Данный регион представляется особо сложным не только ввиду колоссального этнокультурного, языкового и конфессионального многообразия, но, что весьма важно, здесь и сегодня протекают этнообразовательные процессы, порождающие все новые этнические группы, идентичности, новые культурные традиции. Для успешных социокультурных преобразований Кавказ разделяли по принципу «религиозного сродства». С учетом геополитической целесообразности, религиозной (или этнокультурной) общности (Грузия, Армения), в другом случае - религиозно-культурной индифферентности местного населения (Осетия), формировались территории -форпосты, посредством которых осуществлялось социально-политическое и военное присутствие в регионе.

Территория форпоста, ее население подвергалось большей социально-политической и культурной проработке. Со стороны государства имела место определенная экономическая и политическая лояльность. Население форпостов в сравнении с другими кавказскими народами обладало большим социально-экономическим статусом. Данный принцип создавал видимость опорных территорий для российской социокультурной системы, но как показала практика, именно форпост нередко становился основным эпицентром разрушения региональной целостности и идентичности, детерминировал центробежные тенденции. Население форпостов в периоды системных кризисов также подвержено неопределенности поведения. Политическая элита наращивает потенциал неоправданных притязаний, культурных и экономических преференций, развивает параллельную националистическую идеологию. Можно сказать, что целенаправленные затраты на поддержание форпостов не оправдывают себя. Как показала современная практика, при ослаблении государственной власти (разрушение прежней системы), форпосты наращивают местный национализм (этнонационализм), который ведет не только к сецессии, но и стремится обеспечить увеличения территорий. Интрига заключается в том, что, не обладая потенциалом для сохранения своей уникальной социокультурной среды, форпосты не могут существовать без влиятельной и разносторонней поддержки и контроля со стороны более мощного государства. Взамен обусловленной лояльности они постоянно будут требовать больше привилегий.
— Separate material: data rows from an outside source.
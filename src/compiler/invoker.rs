//! External LaTeX compiler invocation.
//!
//! One call, one process: the snapshot is written to `<work_dir>/temp.tex`
//! and the compiler is run with `-interaction=nonstopmode` so it never waits
//! on the terminal. A zero exit is only trusted if `temp.pdf` exists and is
//! not empty.

use std::fs;
use std::path::{Path, PathBuf};

use super::{ARTIFACT_NAME, Compile, SOURCE_NAME};
use crate::config::CompilerConfig;
use crate::core::{PipelineError, Snapshot};
use crate::utils::exec::{Cmd, combined_output};

/// Runs `pdflatex` (or whatever `[compiler] path` names).
#[derive(Debug, Clone)]
pub struct LatexInvoker {
    program: PathBuf,
    args: Vec<String>,
}

impl LatexInvoker {
    pub fn new(program: impl Into<PathBuf>, args: Vec<String>) -> Self {
        Self {
            program: program.into(),
            args,
        }
    }

    pub fn from_config(config: &CompilerConfig) -> Self {
        Self::new(config.program(), config.args.clone())
    }

    fn command(&self, work_dir: &Path, source: &Path) -> Cmd {
        let mut output_dir = std::ffi::OsString::from("-output-directory=");
        output_dir.push(work_dir);

        Cmd::new(&self.program)
            .arg("-interaction=nonstopmode")
            .arg(output_dir)
            .args(&self.args)
            .arg(source)
            .cwd(work_dir)
    }
}

impl Compile for LatexInvoker {
    fn compile(&self, snapshot: &Snapshot, work_dir: &Path) -> Result<PathBuf, PipelineError> {
        fs::create_dir_all(work_dir)
            .map_err(|e| PipelineError::io("failed to create work directory", work_dir, e))?;

        let source = work_dir.join(SOURCE_NAME);
        fs::write(&source, snapshot.text.as_bytes())
            .map_err(|e| PipelineError::io("failed to write source", &source, e))?;

        let cmd = self.command(work_dir, &source);
        let program = cmd.program_name();
        let output = cmd.output().map_err(|e| {
            PipelineError::Compile(format!("failed to launch `{program}`: {e}"))
        })?;

        if !output.status.success() {
            return Err(PipelineError::Compile(combined_output(&output)));
        }

        verify_artifact(&work_dir.join(ARTIFACT_NAME))
    }
}

/// A successful exit must leave a non-empty artifact behind.
fn verify_artifact(path: &Path) -> Result<PathBuf, PipelineError> {
    match fs::metadata(path) {
        Ok(meta) if meta.len() == 0 => Err(PipelineError::EmptyArtifact(path.to_path_buf())),
        Ok(_) => Ok(path.to_path_buf()),
        Err(e) if e.kind() == std::io::ErrorKind::NotFound => {
            Err(PipelineError::MissingArtifact(path.to_path_buf()))
        }
        Err(e) => Err(PipelineError::io("failed to inspect artifact", path, e)),
    }
}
Наиболее современным и продуктивным представляется целостный подход восприятия, освоения и интеграции Северного Кавказа в российскую социокультурную систему, не расчленяя регион на сектора. Кавказ следует воспринимать как единый субцивилизационный регион, со своими локальными особенностями, исторически сформировавшимися устойчивыми социокультурными стандартами.

К сформировавшимся на Кавказе суперустойчивым явлениям в первую очередь можно отнести особый статус рода, родовой общины, кровного родства. Этот статус продолжает оставаться весьма значимым не только в сельских местностях, где родовые связи особенно сильны, но и в городах. Здесь важно отметить, что род на Кавказе (тухум, тейп, клан), хотя и сохраняет свое значение, но за последние 20 лет подвергся серьезной трансформации. Некогда устойчивые кавказские субобщества, опирающиеся на внутренние связи между членами общества, закрепленные на уровне кровнородственных отношений, общей родовой психологии, традициях, обычном праве, сегодня претерпевают изменения, они просто разрушаются. Вместе с тем семья и род все еще остаются наиболее значимыми ценностями. При этом род, родовые кланы и родовые связи чаще всего являют на Кавказе яркие примеры олигархического порядка: политическая власть одного рода неизменно обеспечивает его экономическое усиление, и наоборот.
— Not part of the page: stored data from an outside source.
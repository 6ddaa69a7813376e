//! Configuration utility functions.

use std::path::{Path, PathBuf};

/// Find config file by searching upward from `start`
///
/// Walks up parent directories until finding `config_name`.
/// Returns the absolute path to the config file if found.
///
/// # Example
/// ```text
/// /home/user/thesis/chapters/  ← start
/// /home/user/thesis/texmex.toml ← found!
/// ```
pub fn find_config_file(config_name: &Path, start: &Path) -> Option<PathBuf> {
    if config_name.is_absolute() {
        return config_name.exists().then(|| config_name.to_path_buf());
    }

    let mut current = start;
    loop {
        let candidate = current.join(config_name);
        if candidate.is_file() {
            return Some(candidate);
        }

        match current.parent() {
            Some(parent) => current = parent,
            None => return None,
        }
    }
}

// ============================================================================
// tests
// ============================================================================

#[cfg(test)]
mod tests {
    use super::*;
    use std::fs;
    use tempfile::TempDir;

    #[test]
    fn test_find_config_in_parent() {
        let dir = TempDir::new().unwrap();
        let nested = dir.path().join("chapters/intro");
        fs::create_dir_all(&nested).unwrap();
        fs::write(dir.path().join("texmex.toml"), "").unwrap();

        let found = find_config_file(Path::new("texmex.toml"), &nested).unwrap();
        assert_eq!(found, dir.path().join("texmex.toml"));
    }

    #[test]
    fn test_find_config_prefers_nearest() {
        let dir = TempDir::new().unwrap();
        let nested = dir.path().join("sub");
        fs::create_dir_all(&nested).unwrap();
        fs::write(dir.path().join("texmex.toml"), "").unwrap();
        fs::write(nested.join("texmex.toml"), "").unwrap();

        let found = find_config_file(Path::new("texmex.toml"), &nested).unwrap();
        assert_eq!(found, nested.join("texmex.toml"));
    }

    #[test]
    fn test_find_config_absolute_missing() {
        let dir = TempDir::new().unwrap();
        let missing = dir.path().join("nope.toml");
        assert!(find_config_file(&missing, dir.path()).is_none());
    }

    #[test]
    fn test_find_config_not_found() {
        let dir = TempDir::new().unwrap();
        assert!(find_config_file(Path::new("texmex-unlikely-name.toml"), dir.path()).is_none());
    }
}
Вторым суперустойчивым и чрезвычайно значимым для кавказской цивилизации явлением выступает религиозная доминанта, имеющая поликонфессиональный характер. В любой практической деятельности на Кавказе важно знать и учитывать, что в регионе с древнейших времен функционировали иудаизм, зороастризм, восточно-европейское христианство и ислам. Поликонфессиональность, полиэтничность - это важнейшие культурогенные факторы на Кавказе, обеспечивающие социокультурную целостность, которая во многом базируется на нормах, выработанных веками в условиях частой смены парадигмы существования кавказских сообществ. Важно также знать, что Кавказ - одна из древнейших колыбелей христианства, в том числе и в России. Развитие и утверждение христианской веры среди народов этого региона представляет одну из малоизученных страниц. Первые семена христианства были занесены сюда еще в I-м веке благодаря апостольской деятельности святых Андрея Первозванного и Симона Кананита в причерноморских греческих колониях Кавказа. Отсюда христианство проникло и в среду заселявших Северный Кавказ адыгов (черкесов) и далее вглубь Центрального и Восточного Кавказа. По церковному преданию св. апостол Андрей в 40-м году нашей эры проповедовал христианское вероучение среди горских народов (карачай, абазгов и зикхов, мичкизов, дзурзуков (ингушей) и др.).
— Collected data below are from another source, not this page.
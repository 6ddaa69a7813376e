//! `[preview]` section configuration.
//!
//! # Example
//!
//! ```toml
//! [preview]
//! update_delay = 1000          # ms of quiet before recompiling
//! temp_dir = ".texmex-temp"    # per-session work directories live here
//! ```

use std::path::PathBuf;
use std::time::Duration;

use serde::{Deserialize, Serialize};

/// Preview pipeline settings.
#[derive(Debug, Clone, Serialize, Deserialize)]
#[serde(default)]
pub struct PreviewConfig {
    /// Debounce duration in milliseconds.
    pub update_delay: u64,

    /// Root of per-session work directories (relative to project root).
    pub temp_dir: PathBuf,
}

impl Default for PreviewConfig {
    fn default() -> Self {
        Self {
            update_delay: 1000,
            temp_dir: PathBuf::from(".texmex-temp"),
        }
    }
}

impl PreviewConfig {
    pub fn delay(&self) -> Duration {
        Duration::from_millis(self.update_delay)
    }
}
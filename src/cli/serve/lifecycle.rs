//! Server lifecycle management.

use crate::{
    actor::{Coordinator, coordinator::PipelineChannel},
    config::TexmexConfig,
    core::register_server,
    log,
};
use anyhow::{Result, anyhow};
use crossbeam::channel::{Receiver, Sender};
use std::{
    net::SocketAddr,
    path::PathBuf,
    sync::Arc,
    thread::{self, JoinHandle},
    time::Duration,
};
use tiny_http::Server;

/// Maximum number of port binding attempts.
const MAX_PORT_RETRIES: u16 = 10;

/// Bind to the specified interface and port, with automatic port retry.
pub fn bind_with_retry(
    interface: std::net::IpAddr,
    base_port: u16,
) -> Result<(Server, SocketAddr)> {
    let mut last_error = None;

    for offset in 0..MAX_PORT_RETRIES {
        let port = base_port.saturating_add(offset);
        let addr = SocketAddr::new(interface, port);

        match Server::http(addr) {
            Ok(server) => {
                if offset > 0 {
                    log!("serve"; "port {} in use, using {} instead", base_port, port);
                }
                // Port 0 asks the OS; report what it picked.
                let addr = server.server_addr().to_ip().unwrap_or(addr);
                return Ok((server, addr));
            }
            Err(e) => last_error = Some(e),
        }
    }

    Err(anyhow!(
        "Failed to bind after {} attempts (ports {}-{}): {}",
        MAX_PORT_RETRIES,
        base_port,
        base_port.saturating_add(MAX_PORT_RETRIES - 1),
        last_error.map_or_else(String::new, |e| e.to_string())
    ))
}

/// Register server for graceful shutdown.
///
/// When Ctrl+C is pressed, the handler unblocks the server and notifies actors.
pub fn register_server_for_shutdown(server: Arc<Server>, shutdown_tx: Sender<()>) {
    register_server(server, shutdown_tx);
}

/// Spawn the actor system on its own thread with a dedicated runtime.
pub fn spawn_actors(
    config: Arc<TexmexConfig>,
    documents: Vec<PathBuf>,
    pipeline: PipelineChannel,
    shutdown_rx: Receiver<()>,
) -> JoinHandle<()> {
    thread::spawn(move || run_actor_system(config, documents, pipeline, shutdown_rx))
}

fn run_actor_system(
    config: Arc<TexmexConfig>,
    documents: Vec<PathBuf>,
    pipeline: PipelineChannel,
    shutdown_rx: Receiver<()>,
) {
    let rt = match tokio::runtime::Builder::new_multi_thread()
        .worker_threads(2)
        .enable_all()
        .build()
    {
        Ok(rt) => rt,
        Err(e) => {
            log!("error"; "failed to create tokio runtime: {}", e);
            return;
        }
    };

    rt.block_on(async {
        let coordinator = Coordinator::with_config(config)
            .with_documents(documents)
            .with_pipeline(pipeline)
            .with_shutdown_signal(shutdown_rx);
        if let Err(e) = coordinator.run().await {
            log!("actor"; "error: {}", e);
        }
    });
}

/// Wait for actor system to shutdown gracefully (max 2 seconds).
pub fn wait_for_shutdown(handle: JoinHandle<()>) {
    for _ in 0..40 {
        if handle.is_finished() {
            let _ = handle.join();
            return;
        }
        thread::sleep(Duration::from_millis(50));
    }
}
• Хадисы — свод текстов о высказанных, невысказанных одобрениях или поступках Пророка Мухаммада, являющиеся одним из источников религиозно-правовой стороны жизни мусульманской общины.

В период средневековья (с VI-го по XIII-й веков) Северный Кавказ вновь подвергается волнам христианизации со стороны различных центров христианской культуры, находящихся в Византии, Закавказье, Западной Европе, одновременно встречая на своем пути массированные волны быстро распространявшегося ислама. Проникновение ислама на Кавказ датируется VII-м веком, который в это время становится северным владением Арабского халифата. Уже с XI-го века на Северном Кавказе, преимущественно на юге Дагестана, развивается богословская литература на арабском языке - изучаются хадисы*, пишутся тексты комментариев к ним. Одним из важнейших памятников местной богословской литературы, созданной в жанре толкования Корана, является труд «Толкование неясностей» принадлежащий ад-Дарбанди (XI-й - XII-й века). В этот период на Северном Кавказе появляются труды по мусульманскому праву, известная суфийская рукопись «Базилик истин и сад тонкостей», создаются суфийские доктринальные сочинения и поэзия.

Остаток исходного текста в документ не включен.